Lendistry opens home loan division in six states

Lendistry, a non-bank lender for small businesses, has expanded its offerings to include home mortgages.

The Downtown Los Angeles-based lender has launched Lendistry Home Loans, a division to provide home loans to underserved communities in California, Georgia, Illinois, Maryland, Pennsylvania and Texas, the Los Angeles Business Journal reported.

The company expects to have $300 million in funded loans available next year.

Founded in 2015, Lendistry has distributed over $4 billion in pandemic relief funds to small businesses and has partnered with Amazon.com to support its small sellers.

Executives say Lendistry Home Loans will help fulfill the company’s mission of expanding access to capital and closing the wealth gap through credit and easily accessible financial literacy content.

“This is about wealth building, and home ownership is historically one of the biggest ways to build wealth,” Lendistry CEO Everett Sands told the Business Journal. “Small business and home ownership, at least from my perspective, when it comes to helping people build wealth — that’s what we’re really interested in.”

Lendistry Home Loans plans to offer both conforming loans of just over $1 million and non-conforming loans of approximately $3 million.

The company takes into account a person’s financial situation and determines the program that is best suited to pave the path to homeownership.

The company plans to offer traditional purchase and refinance loans, as well as several options for non-traditional borrowers, including reduced-interest refinance loans from the Federal Housing Administration and the Department of Veterans Affairs.

Lendistry Home Loans states that FICO, a credit scoring model, is not a determining factor in whether someone gets a loan, but a minimum credit score of 620 is required.

“Every loan comes with risk,” Sands told the Business Journal. “Based on our experience with corporate lending and observing the ability of small business owners to repay the loans they make to Lendistry, we have a good understanding of the risk associated with undercapitalized communities.”

He said the company is building a network of counselors recognized by the Community Development Financial Institutions Fund and the U.S. Department of Housing and Urban Development who can help if borrowers run into financial difficulties.

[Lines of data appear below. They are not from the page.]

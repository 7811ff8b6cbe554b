mod app;
mod auth;
mod config;
mod db;
mod state;

#[tokio::main]
async fn main() -> anyhow::Result<()> {
    dotenvy::dotenv().ok();

    let env_filter = std::env::var("RUST_LOG")
        .unwrap_or_else(|_| "scoreboard=debug,axum=info,tower_http=info".to_string());
    let json_logs = std::env::var("LOG_FORMAT")
        .map(|v| v == "json")
        .unwrap_or(false);

    if json_logs {
        tracing_subscriber::fmt()
            .with_env_filter(env_filter)
            .with_target(false)
            .json()
            .init();
    } else {
        tracing_subscriber::fmt().with_env_filter(env_filter).init();
    }

    let (app_state, pool) = state::AppState::init().await?;

    if let Err(e) = db::migrate(&pool).await {
        tracing::warn!(error = %e, "migration failed; continuing");
    }

    app::serve(app::build_app(app_state)).await
}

Moussa Diop, an associate professor of real estate at USC, said that since the 2008 financial crisis, non-bank fintech lenders have increasingly expanded their mortgage loan offerings, making the process easier and more convenient for borrowers because of their online presence.

Diop said Lendistry Home Loans’ model is not much different from traditional lending practices, but pointed to differences between small business loans and mortgage loans.

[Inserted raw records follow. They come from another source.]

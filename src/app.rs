use std::net::SocketAddr;

use axum::{routing::get, Router};
use tower_http::{cors::CorsLayer, trace::TraceLayer};

use crate::auth;
use crate::state::AppState;

pub fn build_app(state: AppState) -> Router {
    Router::new()
        .nest("/auth", auth::router())
        .route("/health", get(|| async { "ok" }))
        .with_state(state)
        .layer(CorsLayer::permissive())
        .layer(
            TraceLayer::new_for_http()
                .make_span_with(|req: &axum::http::Request<_>| {
                    let method = req.method().clone();
                    let uri = req.uri().clone();
                    tracing::info_span!(
                        "http_request",
                        %method,
                        uri = %uri,
                        status = tracing::field::Empty
                    )
                })
                .on_response(
                    |res: &axum::http::Response<_>,
                     _latency: std::time::Duration,
                     span: &tracing::Span| {
                        let status = res.status();
                        span.record("status", tracing::field::display(status));
                        if status.is_server_error() {
                            tracing::error!(%status, "response");
                        } else {
                            tracing::info!(%status, "response");
                        }
                    },
                ),
        )
}

pub async fn serve(app: Router) -> anyhow::Result<()> {
    let addr: SocketAddr = format!(
        "{}:{}",
        std::env::var("APP_HOST").unwrap_or_else(|_| "0.0.0.0".into()),
        std::env::var("APP_PORT").unwrap_or_else(|_| "4000".into())
    )
    .parse()?;

    tracing::info!("listening on {}", addr);
    let listener = tokio::net::TcpListener::bind(addr).await?;
    axum::serve(listener, app).await?;
    Ok(())
}

#[cfg(test)]
mod tests {
    use super::*;
    use axum::{
        body::{to_bytes, Body},
        http::{Request, StatusCode},
    };
    use tower::ServiceExt;

    #[tokio::test]
    async fn health_is_ok() {
        let app = build_app(AppState::fake());
        let response = app
            .oneshot(Request::builder().uri("/health").body(Body::empty()).unwrap())
            .await
            .unwrap();
        assert_eq!(response.status(), StatusCode::OK);
        let body = to_bytes(response.into_body(), usize::MAX).await.unwrap();
        assert_eq!(&body[..], b"ok");
    }

    #[tokio::test]
    async fn non_numeric_id_is_rejected() {
        let app = build_app(AppState::fake());
        let response = app
            .oneshot(
                Request::builder()
                    .method("PATCH")
                    .uri("/auth/abc")
                    .body(Body::empty())
                    .unwrap(),
            )
            .await
            .unwrap();
        assert_eq!(response.status(), StatusCode::BAD_REQUEST);
    }
}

Small business lenders are more likely to keep the loans on their books and remain committed to them, Diop said. But with mortgage loans, the lender must sell them at a profit, limiting its ability to reduce mortgage costs for borrowers.

“The real benefit for these communities is that they have someone to talk to who can really help them access programs that they didn’t know about. That could be very valuable,” Diop told the Business Journal.

Lendistry, one of the nation’s largest nonbank lenders by number of loans approved, approved 783 loans totaling $127.3 million this year, up from 110 loan approvals totaling $56.6 million last year, according to the Small Business Administration.